According to The Korea Times, the remaining $150bn will be channelled into a shipbuilding cooperation fund, informally named “Make American Shipbuilding Great Again.” This initiative, led by South Korean companies, will include both direct investment and government-backed guarantees. Kim emphasised that the arrangement secures a central role for Korean firms while strengthening strategic industrial collaboration between the two nations.
To ensure the recoverability of investments, the deal incorporates multiple safeguards. Projects must be commercially viable, a condition defined in the memorandum of understanding. Investments will proceed only if a joint committee of South Korean and US officials confirms, on a good-faith basis, that cash flow is sufficient to recoup the capital. Each project will also be overseen by a Korean project manager to maintain accountability and transparency. Additionally, provisions allow Seoul to consult Washington on any unilateral investment actions proposed outside the committee’s remit.

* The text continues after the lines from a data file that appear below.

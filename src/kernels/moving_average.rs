//! Linear-recurrence moving averages: simple, weighted, exponential.
//!
//! All three are O(1)-per-bar recurrences:
//!
//! - **SMA** keeps a rolling sum: add the newest bar, emit `sum / period`,
//!   drop the oldest.
//! - **WMA** uses triangular weights `1, 2, ..., period` (newest heaviest),
//!   maintained incrementally with two accumulators: `sub`, the plain rolling
//!   sum used to decrement the weighted sum each step, and `sum`, the
//!   weighted rolling sum itself. The divisor is `period * (period + 1) / 2`.
//! - **EMA** runs `ema += k * (x - ema)` with `k = 2 / (period + 1)` (or a
//!   caller-supplied `k`, e.g. Wilder's `1 / period`). Seeding honors the
//!   [`Compatibility`] setting: Classic seeds from the simple average of the
//!   first `period` samples, Metastock from the very first sample of the
//!   series, rolled forward through the warm-up window.
//!
//! # Example
//!
//! ```
//! use ta_engine::kernels::moving_average::sma_into;
//! use ta_engine::range::{resolve_range, RangeSpec};
//!
//! let data = vec![1.0_f64, 2.0, 3.0, 4.0, 5.0];
//! let range = resolve_range(RangeSpec::full(), &[data.len()]).unwrap();
//! let mut out = vec![0.0; data.len()];
//!
//! let written = sma_into(&data, range, 3, &mut out).unwrap();
//! assert_eq!((written.first, written.len), (2, 3));
//! assert!((out[0] - 2.0).abs() < 1e-10);
//! ```

use crate::config::{Compatibility, Settings, UnstableKind};
use crate::error::Result;
use crate::range::{IndexRange, OutputRange};
use crate::traits::{validate_output_len, validate_period, SeriesElement};

/// Lookback of the simple moving average: `period - 1`.
#[inline]
#[must_use]
pub const fn sma_lookback(period: usize) -> usize {
    if period == 0 {
        0
    } else {
        period - 1
    }
}

/// Computes the simple moving average into `out`.
///
/// # Errors
///
/// Returns an error if the period is zero, the range does not fit the input,
/// or the output buffer is too small. A range fully consumed by the lookback
/// yields `Ok(OutputRange::empty())`.
pub fn sma_into<T: SeriesElement>(
    data: &[T],
    range: IndexRange,
    period: usize,
    out: &mut [T],
) -> Result<OutputRange> {
    validate_period(period, 1, "sma")?;
    range.check_within(data.len())?;

    let lookback = sma_lookback(period);
    let Some(real_start) = range.trimmed_start(lookback) else {
        return Ok(OutputRange::empty());
    };
    validate_output_len(out, range.end - real_start + 1, "sma")?;

    let period_t = T::from_usize(period)?;
    let mut trailing_idx = real_start - lookback;
    let mut rolling_sum = T::zero();
    for &value in &data[trailing_idx..real_start] {
        rolling_sum = rolling_sum + value;
    }

    let mut out_idx = 0;
    for today in real_start..=range.end {
        rolling_sum = rolling_sum + data[today];
        out[out_idx] = rolling_sum / period_t;
        // Drop the oldest bar only after it contributed to this output.
        rolling_sum = rolling_sum - data[trailing_idx];
        trailing_idx += 1;
        out_idx += 1;
    }
    Ok(OutputRange::new(real_start, out_idx))
}

/// Lookback of the weighted moving average: `period - 1`.
#[inline]
#[must_use]
pub const fn wma_lookback(period: usize) -> usize {
    if period == 0 {
        0
    } else {
        period - 1
    }
}

/// Computes the triangular-weighted moving average into `out`.
///
/// The newest bar carries weight `period`, the oldest weight 1.
///
/// # Errors
///
/// Same failure conditions as [`sma_into`].
pub fn wma_into<T: SeriesElement>(
    data: &[T],
    range: IndexRange,
    period: usize,
    out: &mut [T],
) -> Result<OutputRange> {
    validate_period(period, 1, "wma")?;
    range.check_within(data.len())?;

    let lookback = wma_lookback(period);
    let Some(real_start) = range.trimmed_start(lookback) else {
        return Ok(OutputRange::empty());
    };
    validate_output_len(out, range.end - real_start + 1, "wma")?;

    // Degenerate single-bar window: straight copy.
    if period == 1 {
        out[..range.end - real_start + 1].copy_from_slice(&data[real_start..=range.end]);
        return Ok(OutputRange::new(real_start, range.end - real_start + 1));
    }

    let divider = T::from_usize(period * (period + 1) / 2)?;
    let period_t = T::from_usize(period)?;

    let mut trailing_idx = real_start - lookback;
    let mut weighted_sum = T::zero();
    let mut plain_sum = T::zero();
    let mut in_idx = trailing_idx;
    let mut weight = 1usize;
    while in_idx < real_start {
        let value = data[in_idx];
        plain_sum = plain_sum + value;
        weighted_sum = weighted_sum + value * T::from_usize(weight)?;
        in_idx += 1;
        weight += 1;
    }

    // The incremental update: adding the newest bar at full weight and then
    // subtracting the plain sum demotes every older bar by one weight step.
    let mut trailing_value = T::zero();
    let mut out_idx = 0;
    while in_idx <= range.end {
        let value = data[in_idx];
        in_idx += 1;
        plain_sum = plain_sum + value - trailing_value;
        weighted_sum = weighted_sum + value * period_t;
        trailing_value = data[trailing_idx];
        trailing_idx += 1;
        out[out_idx] = weighted_sum / divider;
        out_idx += 1;
        weighted_sum = weighted_sum - plain_sum;
    }
    Ok(OutputRange::new(real_start, out_idx))
}

/// Lookback of the exponential moving average.
///
/// Classic seeding consumes `period - 1` bars plus the configured EMA
/// unstable period. Metastock seeding keeps the same lookback; only the seed
/// value differs.
#[inline]
#[must_use]
pub fn ema_lookback(period: usize, settings: &Settings) -> usize {
    if period == 0 {
        0
    } else {
        period - 1 + settings.unstable_period(UnstableKind::Ema)
    }
}

/// Computes the exponential moving average with `k = 2 / (period + 1)`.
///
/// # Errors
///
/// Returns an error if the period is below 2, the range does not fit the
/// input, or the output buffer is too small.
pub fn ema_into<T: SeriesElement>(
    data: &[T],
    range: IndexRange,
    period: usize,
    settings: &Settings,
    out: &mut [T],
) -> Result<OutputRange> {
    let k = T::two() / T::from_usize(period + 1)?;
    ema_with_k_into(data, range, period, k, settings, out)
}

/// Computes an exponential moving average with a caller-supplied smoothing
/// constant.
///
/// The period still controls seeding and lookback; `k` only replaces the
/// smoothing constant (Wilder-style callers pass `1 / period`).
///
/// # Errors
///
/// Same failure conditions as [`ema_into`].
pub fn ema_with_k_into<T: SeriesElement>(
    data: &[T],
    range: IndexRange,
    period: usize,
    k: T,
    settings: &Settings,
    out: &mut [T],
) -> Result<OutputRange> {
    validate_period(period, 2, "ema")?;
    range.check_within(data.len())?;

    let lookback = ema_lookback(period, settings);
    let Some(real_start) = range.trimmed_start(lookback) else {
        return Ok(OutputRange::empty());
    };
    validate_output_len(out, range.end - real_start + 1, "ema")?;

    // Seed the recurrence, leaving `today` at the first bar not yet consumed.
    let mut prev: T;
    let mut today: usize;
    match settings.compatibility() {
        Compatibility::Classic => {
            today = real_start - lookback;
            let mut sum = T::zero();
            for _ in 0..period {
                sum = sum + data[today];
                today += 1;
            }
            prev = sum / T::from_usize(period)?;
        }
        Compatibility::Metastock => {
            prev = data[0];
            today = 1;
        }
    }

    // Roll through the warm-up window so the first emitted value sits at
    // real_start regardless of where the seed ended.
    while today <= real_start {
        prev = (data[today] - prev) * k + prev;
        today += 1;
    }

    out[0] = prev;
    let mut out_idx = 1;
    while today <= range.end {
        prev = (data[today] - prev) * k + prev;
        out[out_idx] = prev;
        out_idx += 1;
        today += 1;
    }
    Ok(OutputRange::new(real_start, out_idx))
}

/// Selects which moving-average flavor a composite smooths with.
#[derive(Debug, Clone, Copy, PartialEq, Eq, Default)]
pub enum MaKind {
    /// Simple moving average.
    #[default]
    Sma,
    /// Exponential moving average (classic/Metastock seeding per settings).
    Ema,
    /// Triangular-weighted moving average.
    Wma,
}

/// Lookback of [`ma_into`] for the given flavor.
#[inline]
#[must_use]
pub fn ma_lookback(period: usize, kind: MaKind, settings: &Settings) -> usize {
    if period <= 1 {
        return 0;
    }
    match kind {
        MaKind::Sma => sma_lookback(period),
        MaKind::Ema => ema_lookback(period, settings),
        MaKind::Wma => wma_lookback(period),
    }
}

/// Computes the selected moving average into `out`.
///
/// A period of 1 copies the requested window verbatim, whatever the flavor.
///
/// # Errors
///
/// Same failure conditions as the selected flavor's function.
pub fn ma_into<T: SeriesElement>(
    data: &[T],
    range: IndexRange,
    period: usize,
    kind: MaKind,
    settings: &Settings,
    out: &mut [T],
) -> Result<OutputRange> {
    validate_period(period, 1, "ma")?;
    if period == 1 {
        range.check_within(data.len())?;
        validate_output_len(out, range.len(), "ma")?;
        out[..range.len()].copy_from_slice(&data[range.start..=range.end]);
        return Ok(OutputRange::new(range.start, range.len()));
    }
    match kind {
        MaKind::Sma => sma_into(data, range, period, out),
        MaKind::Ema => ema_into(data, range, period, settings, out),
        MaKind::Wma => wma_into(data, range, period, out),
    }
}

#[cfg(test)]
mod tests {
    use super::*;
    use crate::range::{resolve_range, RangeSpec};
    use crate::utils::{approx_eq, EPSILON};

    fn full_range(len: usize) -> IndexRange {
        resolve_range(RangeSpec::full(), &[len]).unwrap()
    }

    #[test]
    fn test_sma_basic() {
        let data = vec![1.0_f64, 2.0, 3.0, 4.0, 5.0];
        let mut out = vec![0.0; 5];
        let range = sma_into(&data, full_range(5), 3, &mut out).unwrap();
        assert_eq!(range, OutputRange::new(2, 3));
        assert_eq!(&out[..3], &[2.0, 3.0, 4.0]);
    }

    #[test]
    fn test_sma_constant_input() {
        let data = vec![7.5_f64; 20];
        let mut out = vec![0.0; 20];
        for period in [1, 2, 5, 20] {
            let range = sma_into(&data, full_range(20), period, &mut out).unwrap();
            for i in 0..range.len {
                assert!(approx_eq(out[i], 7.5, EPSILON));
            }
        }
    }

    #[test]
    fn test_sma_sub_range() {
        let data = vec![1.0_f64, 2.0, 3.0, 4.0, 5.0, 6.0];
        let mut out = vec![0.0; 6];
        let range = resolve_range(RangeSpec::new(3, 5), &[6]).unwrap();
        let written = sma_into(&data, range, 2, &mut out).unwrap();
        assert_eq!(written, OutputRange::new(3, 3));
        assert_eq!(&out[..3], &[3.5, 4.5, 5.5]);
    }

    #[test]
    fn test_wma_hand_computed() {
        let data = vec![1.0_f64, 2.0, 3.0, 4.0, 5.0];
        let mut out = vec![0.0; 5];
        let range = wma_into(&data, full_range(5), 3, &mut out).unwrap();
        assert_eq!(range.first, 2);
        // (1*1 + 2*2 + 3*3) / 6
        assert!(approx_eq(out[0], 14.0 / 6.0, EPSILON));
        assert!(approx_eq(out[1], 20.0 / 6.0, EPSILON));
        assert!(approx_eq(out[2], 26.0 / 6.0, EPSILON));
    }

    #[test]
    fn test_wma_matches_direct_weights() {
        let data: Vec<f64> = (0..40).map(|i| ((i * 37) % 11) as f64 + 0.25).collect();
        let period = 7;
        let mut out = vec![0.0; 40];
        let range = wma_into(&data, full_range(40), period, &mut out).unwrap();
        let divider = (period * (period + 1) / 2) as f64;
        for i in 0..range.len {
            let today = range.first + i;
            let mut expected = 0.0;
            for w in 1..=period {
                expected += w as f64 * data[today + w - period];
            }
            assert!(approx_eq(out[i], expected / divider, EPSILON));
        }
    }

    #[test]
    fn test_ema_classic_seed_is_sma() {
        let data = vec![2.0_f64, 4.0, 6.0, 8.0, 10.0];
        let mut out = vec![0.0; 5];
        let settings = Settings::new();
        let range = ema_into(&data, full_range(5), 3, &settings, &mut out).unwrap();
        assert_eq!(range.first, 2);
        assert!(approx_eq(out[0], 4.0, EPSILON)); // (2 + 4 + 6) / 3
    }

    #[test]
    fn test_ema_metastock_seed_is_first_sample() {
        // A huge first sample makes the two seed modes diverge sharply.
        let data = vec![100.0_f64, 1.0, 1.0, 1.0];
        let mut out = vec![0.0; 4];

        let classic = Settings::new();
        let range = ema_into(&data, full_range(4), 3, &classic, &mut out).unwrap();
        assert_eq!(range.first, 2);
        assert!(approx_eq(out[0], 34.0, EPSILON));

        let mut metastock = Settings::new();
        metastock.set_compatibility(Compatibility::Metastock);
        let range = ema_into(&data, full_range(4), 3, &metastock, &mut out).unwrap();
        assert_eq!(range.first, 2);
        // seed 100 -> 50.5 at bar 1 -> 25.75 at bar 2
        assert!(approx_eq(out[0], 25.75, EPSILON));
        assert!(approx_eq(out[1], 13.375, EPSILON));
    }

    #[test]
    fn test_ema_unstable_period_extends_lookback() {
        let data: Vec<f64> = (1..=10).map(f64::from).collect();
        let mut out = vec![0.0; 10];
        let mut settings = Settings::new();
        settings.set_unstable_period(UnstableKind::Ema, 3);
        assert_eq!(ema_lookback(4, &settings), 6);
        let range = ema_into(&data, full_range(10), 4, &settings, &mut out).unwrap();
        assert_eq!(range.first, 6);
        assert_eq!(range.len, 4);
    }

    #[test]
    fn test_ema_wilder_k() {
        let data = vec![3.0_f64, 3.0, 3.0, 9.0];
        let mut out = vec![0.0; 4];
        let settings = Settings::new();
        let k = 1.0 / 3.0;
        let range = ema_with_k_into(&data, full_range(4), 3, k, &settings, &mut out).unwrap();
        assert_eq!(range.first, 2);
        assert!(approx_eq(out[0], 3.0, EPSILON));
        assert!(approx_eq(out[1], 5.0, EPSILON)); // 3 + (9 - 3) / 3
    }

    #[test]
    fn test_ema_rejects_period_one() {
        let data = vec![1.0_f64, 2.0];
        let mut out = vec![0.0; 2];
        assert!(ema_into(&data, full_range(2), 1, &Settings::new(), &mut out).is_err());
    }

    #[test]
    fn test_ma_dispatch_period_one_copies() {
        let data = vec![5.0_f64, 6.0, 7.0];
        let mut out = vec![0.0; 3];
        let settings = Settings::new();
        for kind in [MaKind::Sma, MaKind::Ema, MaKind::Wma] {
            let range = ma_into(&data, full_range(3), 1, kind, &settings, &mut out).unwrap();
            assert_eq!(range, OutputRange::new(0, 3));
            assert_eq!(&out[..], &data[..]);
        }
    }

    #[test]
    fn test_empty_after_trim() {
        let data = vec![1.0_f64, 2.0, 3.0];
        let mut out = vec![0.0; 3];
        let written = sma_into(&data, full_range(3), 4, &mut out).unwrap();
        assert!(written.is_empty());
        // Exactly lookback bars: nothing computable, still a success.
        let range = resolve_range(RangeSpec::new(0, 1), &[3]).unwrap();
        let written = sma_into(&data, range, 3, &mut out).unwrap();
        assert!(written.is_empty());
    }
}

The tariff element of the deal also includes notable concessions. While the July agreement had lowered the blanket US tariff on Korean goods from 25% to 15%, Korean automobiles were previously excluded. The finalised agreement extends the 15% levy to vehicles as well. For other product categories, the US will grant most-favoured-nation treatment to Korean pharmaceuticals and wood products. Certain items, including aircraft components, generic medicines, and natural resources not produced domestically in the United States, will be fully exempt from tariffs. For semiconductors, tariffs have been calibrated to ensure South Korea remains competitive against its main rival, Taiwan.

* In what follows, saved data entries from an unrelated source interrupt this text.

//! Hilbert Transform indicator family.
//!
//! All six functions share one per-bar pipeline: the raw input is
//! conditioned by the 4-bar [`PriceSmoother`], pushed through the
//! [`CycleState`] cascade, and the resulting period/phasor estimates drive
//! the per-indicator output. They differ in what they read off the engine:
//!
//! - [`ht_dc_period_into`]: the smoothed dominant cycle period.
//! - [`ht_phasor_into`]: the raw in-phase and quadrature components.
//! - [`ht_dc_phase_into`]: the phase angle of the dominant cycle, from a
//!   sine/cosine correlation over the last dominant-cycle-worth of smoothed
//!   prices.
//! - [`ht_sine_into`]: sine of that phase, plus a 45-degree lead.
//! - [`ht_trendline_into`]: a FIR-smoothed per-cycle average of raw prices.
//! - [`ht_trendmode_into`]: a 0/1 classification of cycle versus trend mode,
//!   combining phase velocity, sine crossings, and trendline distance.
//!
//! The period and phasor functions need 32 warm-up bars; the phase-derived
//! functions need 63 so the smoothed-price ring covers a full 50-bar cycle
//! before the first output. Unstable-period settings add to either figure.

use crate::config::{Settings, UnstableKind};
use crate::error::Result;
use crate::kernels::hilbert::{CycleState, PriceSmoother, SmoothPriceRing, TrendlineFir};
use crate::range::{IndexRange, OutputRange};
use crate::traits::{validate_output_len, SeriesElement, ValidatedInput};

// Base warm-up of the cycle engine, and how much of it the price smoother
// consumes before the cascade starts seeing data.
const CYCLE_LOOKBACK: usize = 32;
const CYCLE_SMOOTHER_WARMUP: usize = 9;
const PHASE_LOOKBACK: usize = 63;
const PHASE_SMOOTHER_WARMUP: usize = 34;

/// Lookback of the dominant cycle period: 32 bars plus the unstable period.
#[inline]
#[must_use]
pub fn ht_dc_period_lookback(settings: &Settings) -> usize {
    CYCLE_LOOKBACK + settings.unstable_period(UnstableKind::HtDcPeriod)
}

/// Lookback of the phasor components: 32 bars plus the unstable period.
#[inline]
#[must_use]
pub fn ht_phasor_lookback(settings: &Settings) -> usize {
    CYCLE_LOOKBACK + settings.unstable_period(UnstableKind::HtPhasor)
}

/// Lookback of the dominant cycle phase: 63 bars plus the unstable period.
#[inline]
#[must_use]
pub fn ht_dc_phase_lookback(settings: &Settings) -> usize {
    PHASE_LOOKBACK + settings.unstable_period(UnstableKind::HtDcPhase)
}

Kim described the arrangement as “mutual concessions” designed to reinforce industrial collaboration and stabilise supply chains between the two countries. In addition, both governments agreed to maintain protective measures in the agricultural sector, particularly limiting market access for sensitive products such as rice and beef, while enhancing communication on quarantine and sanitary standards.
The path to the agreement involved extensive follow-up discussions since the initial July framework. These consultations included 23 ministerial-level meetings and numerous working-level sessions between South Korea’s Ministry of Trade, Industry and Energy and the US Department of Commerce, as noted by The Korea Times. Kim noted the intensity of the process, highlighting that President Trump praised Trade Minister Kim Jung-kwan as a “tough negotiator.” In the final stages, Kim himself held three direct meetings with US Commerce Secretary Howard Lutnick, reflecting the high level of commitment from both sides to secure a comprehensive resolution.
Jason Tuvey, an economist at Capital Economics, commented that based on the details released so far from the Korean side, the deal appears relatively favourable. The reduction in auto tariffs and the structured investment approach are likely to avoid significant downward pressure on the South Korean won. He added that the agreement slightly improves Korea’s economic outlook and reinforces expectations that the Bank of Korea is unlikely to pursue further monetary easing for the remainder of the year.